Das beunruhigt die Wahlstrategin Merkel, der das alles gerade sehr ungelegen kommt. Hätten die Griechen nicht wenigstens bis nach der NRW-Wahl warten können mit ihrem Brandbrief? Eben noch hatte deren Finanzminister Giorgos Papakons­tantinou fest zugesagt, dass bis zum 15. Mai gar nichts passieren würde. Stunden später hieß es „Alles kehrt!“ und Athen funkte SOS.

Damit nicht genug: Kurz nachdem Steinmeier zur Attacke auf die Banken geblasen hatte, stolzierte ein quietschfideler Josef Ackermann über die Bühne und winkte uns mit 2,8 Milliarden Quartalsgewinn zu!

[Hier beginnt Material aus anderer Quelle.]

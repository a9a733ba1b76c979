//! Per-worker communicator: identity, point-to-point and collective operations.

use crate::datatype::Datatype;
use crate::error::{Error, Result};
use crate::fabric::Fabric;
use crate::status::Status;
use crate::ReduceOp;
use log::debug;
use std::sync::Arc;

/// Rank of the group leader: the root of the estimator's collectives and the
/// only worker that writes results.
pub const LEADER: i32 = 0;

// Reserved tags for collective traffic. User tags must be >= 0.
const TAG_BCAST: i32 = -10;
const TAG_SCATTER: i32 = -11;
const TAG_GATHER: i32 = -12;
const TAG_REDUCE: i32 = -13;

/// Receives take a user tag or [`ANY_TAG`](crate::ANY_TAG); reserved tags are
/// never addressable.
fn check_recv_tag(tag: i32) -> Result<()> {
    if tag < 0 && tag != crate::ANY_TAG {
        Err(Error::InvalidTag(tag))
    } else {
        Ok(())
    }
}

/// A worker's handle on its group.
///
/// Each worker receives exactly one communicator from
/// [`Universe::run`](crate::Universe::run). It carries the worker's rank and a
/// shared handle on the group's message fabric, and provides point-to-point
/// and collective communication.
///
/// Unlike an MPI communicator this handle is `Send`: a worker is a thread, and
/// its communicator is moved onto that thread at start-up.
///
/// # Example
///
/// ```
/// use ferrocomm::Universe;
///
/// Universe::new(3)
///     .unwrap()
///     .run(|world| {
///         println!("I am rank {} of {}", world.rank(), world.size());
///         Ok(())
///     })
///     .unwrap();
/// ```
#[derive(Clone)]
pub struct Communicator {
    rank: i32,
    fabric: Arc<Fabric>,
}

impl Communicator {
    pub(crate) fn new(rank: i32, fabric: Arc<Fabric>) -> Self {
        Communicator { rank, fabric }
    }

    /// Get the rank of the calling worker in this group.
    pub fn rank(&self) -> i32 {
        self.rank
    }

    /// Get the number of workers in this group.
    pub fn size(&self) -> i32 {
        self.fabric.size() as i32
    }

    /// Whether the calling worker is the group leader (rank 0).
    pub fn is_leader(&self) -> bool {
        self.rank == LEADER
    }

    /// Abort the whole group. Every worker blocked in, or later entering, a
    /// communication call fails with [`Error::Aborted`].
    pub fn abort(&self) {
        self.fabric.abort();
    }

    // ========================================================================
    // Synchronization
    // ========================================================================

    /// Barrier synchronization.
    ///
    /// All workers in the group must call this function. No worker
    /// will return until all workers have entered the barrier.
    pub fn barrier(&self) -> Result<()> {
        debug!("rank {}: barrier", self.rank);
        self.fabric.rendezvous()
    }

    // ========================================================================
    // Point-to-Point Communication
    // ========================================================================

    /// Send a slice of values to another worker.
    ///
    /// Returns once the message has been handed to the destination's
    /// mailbox, not once it has been received.
    pub fn send<T: Datatype>(&self, data: &[T], dest: i32, tag: i32) -> Result<()> {
        if tag < 0 {
            return Err(Error::InvalidTag(tag));
        }
        self.fabric.post(self.rank, dest, tag, data.to_vec())
    }

    /// Receive values from another worker into `data`.
    ///
    /// Use [`ANY_SOURCE`](crate::ANY_SOURCE) and [`ANY_TAG`](crate::ANY_TAG)
    /// as wildcards. The message may be shorter than `data`; the returned
    /// status carries the actual count. A longer message fails with
    /// [`Error::Truncated`] and is consumed.
    pub fn recv<T: Datatype>(&self, data: &mut [T], source: i32, tag: i32) -> Result<Status> {
        let (received, status) = self.recv_vec(source, tag)?;
        if received.len() > data.len() {
            return Err(Error::Truncated {
                count: received.len(),
                capacity: data.len(),
            });
        }
        data[..received.len()].copy_from_slice(&received);
        Ok(status)
    }

    /// Receive a whole message, whatever its length.
    pub fn recv_vec<T: Datatype>(&self, source: i32, tag: i32) -> Result<(Vec<T>, Status)> {
        self.check_source(source)?;
        check_recv_tag(tag)?;
        let envelope = self.fabric.take(self.rank, source, tag)?;
        let status = envelope.status();
        Ok((envelope.into_vec()?, status))
    }

    /// Block until a matching message is available and describe it without
    /// receiving it.
    pub fn probe<T: Datatype>(&self, source: i32, tag: i32) -> Result<Status> {
        self.check_source(source)?;
        check_recv_tag(tag)?;
        self.fabric.peek(self.rank, source, tag)
    }

    fn check_source(&self, source: i32) -> Result<()> {
        if source == crate::ANY_SOURCE {
            Ok(())
        } else {
            Error::check_rank(source, self.size())
        }
    }

    // ========================================================================
    // Blocking Collectives
    // ========================================================================

    /// Broadcast a slice of values from root to all workers.
    ///
    /// # Arguments
    ///
    /// * `data` - Buffer to broadcast (input at root, output at others)
    /// * `root` - Rank of the root worker
    pub fn broadcast<T: Datatype>(&self, data: &mut [T], root: i32) -> Result<()> {
        self.enter_collective("broadcast", root)?;
        if self.rank == root {
            for dest in (0..self.size()).filter(|&r| r != root) {
                self.fabric.post(self.rank, dest, TAG_BCAST, data.to_vec())?;
            }
        } else {
            let received: Vec<T> = self.fabric.take(self.rank, root, TAG_BCAST)?.into_vec()?;
            if received.len() != data.len() {
                return Err(Error::InvalidBuffer);
            }
            data.copy_from_slice(&received);
        }
        Ok(())
    }

    /// Scatter values from root to all workers.
    ///
    /// Root sends `recv.len() * size` elements total; worker `i` receives
    /// the slice starting at `i * recv.len()`. `send` is only significant at
    /// root.
    pub fn scatter<T: Datatype>(&self, send: &[T], recv: &mut [T], root: i32) -> Result<()> {
        self.enter_collective("scatter", root)?;
        if self.rank == root {
            let chunk = recv.len();
            if send.len() != chunk * self.size() as usize {
                return Err(Error::InvalidBuffer);
            }
            for dest in 0..self.size() {
                let piece = &send[dest as usize * chunk..(dest as usize + 1) * chunk];
                if dest == root {
                    recv.copy_from_slice(piece);
                } else {
                    self.fabric.post(self.rank, dest, TAG_SCATTER, piece.to_vec())?;
                }
            }
        } else {
            let piece: Vec<T> = self
                .fabric
                .take(self.rank, root, TAG_SCATTER)?
                .into_vec()?;
            if piece.len() != recv.len() {
                return Err(Error::InvalidBuffer);
            }
            recv.copy_from_slice(&piece);
        }
        Ok(())
    }

    /// Gather values to the root worker.
    ///
    /// Each worker sends `send.len()` elements. Root receives them in rank
    /// order into `recv`, which must hold `send.len() * size` elements at
    /// root and is ignored elsewhere.
    pub fn gather<T: Datatype>(&self, send: &[T], recv: &mut [T], root: i32) -> Result<()> {
        self.enter_collective("gather", root)?;
        if self.rank != root {
            return self.fabric.post(self.rank, root, TAG_GATHER, send.to_vec());
        }
        let chunk = send.len();
        if recv.len() != chunk * self.size() as usize {
            return Err(Error::InvalidBuffer);
        }
        for source in 0..self.size() {
            let slot = &mut recv[source as usize * chunk..(source as usize + 1) * chunk];
            if source == root {
                slot.copy_from_slice(send);
                continue;
            }
            let piece: Vec<T> = self.fabric.take(self.rank, source, TAG_GATHER)?.into_vec()?;
            if piece.len() != chunk {
                return Err(Error::InvalidBuffer);
            }
            slot.copy_from_slice(&piece);
        }
        Ok(())
    }

    /// Gather one value from every worker.
    ///
    /// Root receives a vector whose index `i` holds worker `i`'s value; the
    /// other workers receive an empty vector.
    pub fn gather_scalar<T: Datatype>(&self, value: T, root: i32) -> Result<Vec<T>> {
        let mut recv = if self.rank == root {
            vec![value; self.size() as usize]
        } else {
            Vec::new()
        };
        self.gather(&[value], &mut recv, root)?;
        Ok(recv)
    }

    /// Reduce values to the root worker.
    ///
    /// # Arguments
    ///
    /// * `send` - Data to send from this worker
    /// * `recv` - Buffer for result (only significant at root)
    /// * `op` - Reduction operation
    /// * `root` - Rank of the root worker
    ///
    /// Contributions are combined in rank order, so the floating-point result
    /// may differ from another summation order within rounding error.
    pub fn reduce<T: Datatype>(
        &self,
        send: &[T],
        recv: &mut [T],
        op: ReduceOp,
        root: i32,
    ) -> Result<()> {
        if send.len() != recv.len() {
            return Err(Error::InvalidBuffer);
        }
        self.enter_collective("reduce", root)?;
        if self.rank != root {
            return self.fabric.post(self.rank, root, TAG_REDUCE, send.to_vec());
        }
        let mut contributions = Vec::with_capacity(self.size() as usize);
        for source in 0..self.size() {
            if source == root {
                contributions.push(send.to_vec());
                continue;
            }
            let piece: Vec<T> = self.fabric.take(self.rank, source, TAG_REDUCE)?.into_vec()?;
            if piece.len() != send.len() {
                return Err(Error::InvalidBuffer);
            }
            contributions.push(piece);
        }
        let mut contributions = contributions.into_iter();
        if let Some(first) = contributions.next() {
            recv.copy_from_slice(&first);
        }
        for piece in contributions {
            for (acc, value) in recv.iter_mut().zip(piece) {
                *acc = acc.combine(value, op);
            }
        }
        Ok(())
    }

    /// Reduce a single value to the root worker.
    ///
    /// Root receives the reduction; other workers get their own value back.
    pub fn reduce_scalar<T: Datatype>(&self, value: T, op: ReduceOp, root: i32) -> Result<T> {
        let mut recv = [value];
        self.reduce(&[value], &mut recv, op, root)?;
        Ok(recv[0])
    }

    /// Sum a single `f64` across the group at `root`.
    pub fn reduce_sum(&self, value: f64, root: i32) -> Result<f64> {
        self.reduce_scalar(value, ReduceOp::Sum, root)
    }

    /// All-reduce a single value: reduce at rank 0, then broadcast.
    pub fn allreduce_scalar<T: Datatype>(&self, value: T, op: ReduceOp) -> Result<T> {
        let mut buf = [self.reduce_scalar(value, op, LEADER)?];
        self.broadcast(&mut buf, LEADER)?;
        Ok(buf[0])
    }

    /// Every collective starts by joining the group latch, so no worker
    /// observes a result before all workers have entered the call.
    fn enter_collective(&self, name: &str, root: i32) -> Result<()> {
        Error::check_rank(root, self.size())?;
        debug!("rank {}: {name} (root {root})", self.rank);
        self.fabric.rendezvous()
    }
}

impl std::fmt::Debug for Communicator {
    fn fmt(&self, f: &mut std::fmt::Formatter<'_>) -> std::fmt::Result {
        f.debug_struct("Communicator")
            .field("rank", &self.rank)
            .field("size", &self.size())
            .finish()
    }
}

Hätte nicht wenigstens der noch ein paar Tage still bleiben können, wenn schon die Griechen den Weg zum Klo nicht geschafft haben? Nein, alles noch vor der Wahl! Das nennt man Pech im Unglück.

Pech im Unglück, da teilt die Kanzlerin immerhin das Schick­sal ihres Volkes. Zwar stemmt Deutschland den Löwenanteil der Hilfen, mit denen die Griechenanleihen gestützt werden. Doch Hauptprofiteur der Aktion sind französische Banken (76 Milliarden Euro an Griechenbonds) und Schweizer (64 Milliarden). Letztere tragen gar nichts bei, weil sie ja nicht im Euro sind. Die deutschen Steuerzahler haben also die ehrenvolle Aufgabe, französische und schweizerische Geldinstitute vor dem Verlust ihrer Milliarden zu schützen.

„Aber es ist ja alles nur geliehen! Das Geld wird zurückgezahlt, Griechenland hat immer zurückgezahlt, immer, immer!“, besänftigen uns unsere Politiker, wobei ihre Stimmen von Tag zu Tag flauer klingen, wenn sie das sagen. „Und außerdem profitiert schließlich kein anderes Volk von der europäischen Integration so sehr wie ...“ – nein, das will ich jetzt wirklich nicht mehr hören, sonst gehe ich doch noch zu Karstadt.

Na! Nun mal nicht so pessimistisch, Geld ist nicht alles und anderen geht es noch derber an den Kragen als den Deutschen. Kaum, dass sie ihren tragisch verstorbenen Präsidenten beerdigt haben, müssen unsere polnischen Nachbarn den nächsten Schlag einstecken: Jaroslaw Kaczynski will seinen toten Bruder beerben und Präsident werden. Mit Grausen erinnert sich der erwachsene Teil der polnischen Wählerschaft an die Zeit, als die beiden unter den Künstlernamen „Die polnischen Kartoffeln“ oder „Die Gebrüder Kasperle“ die Welt zum Lachen brachten, der eine, Jaroslaw, als Premier und Lech als Präsident. Jaroslaw redet nun pathetisch von einer „Mission“, die er zuende bringen müsse. Er würde also genauso weitermachen wie damals, wenn er am 20. Juni gewinnt.

Aber der wird es eh nicht, sagen die Wahlforscher in Warschau. Wirklich? Machen wir uns nichts vor: In Europa geht derzeit einfach alles schief, was nur schiefgehen kann. Armes Polen.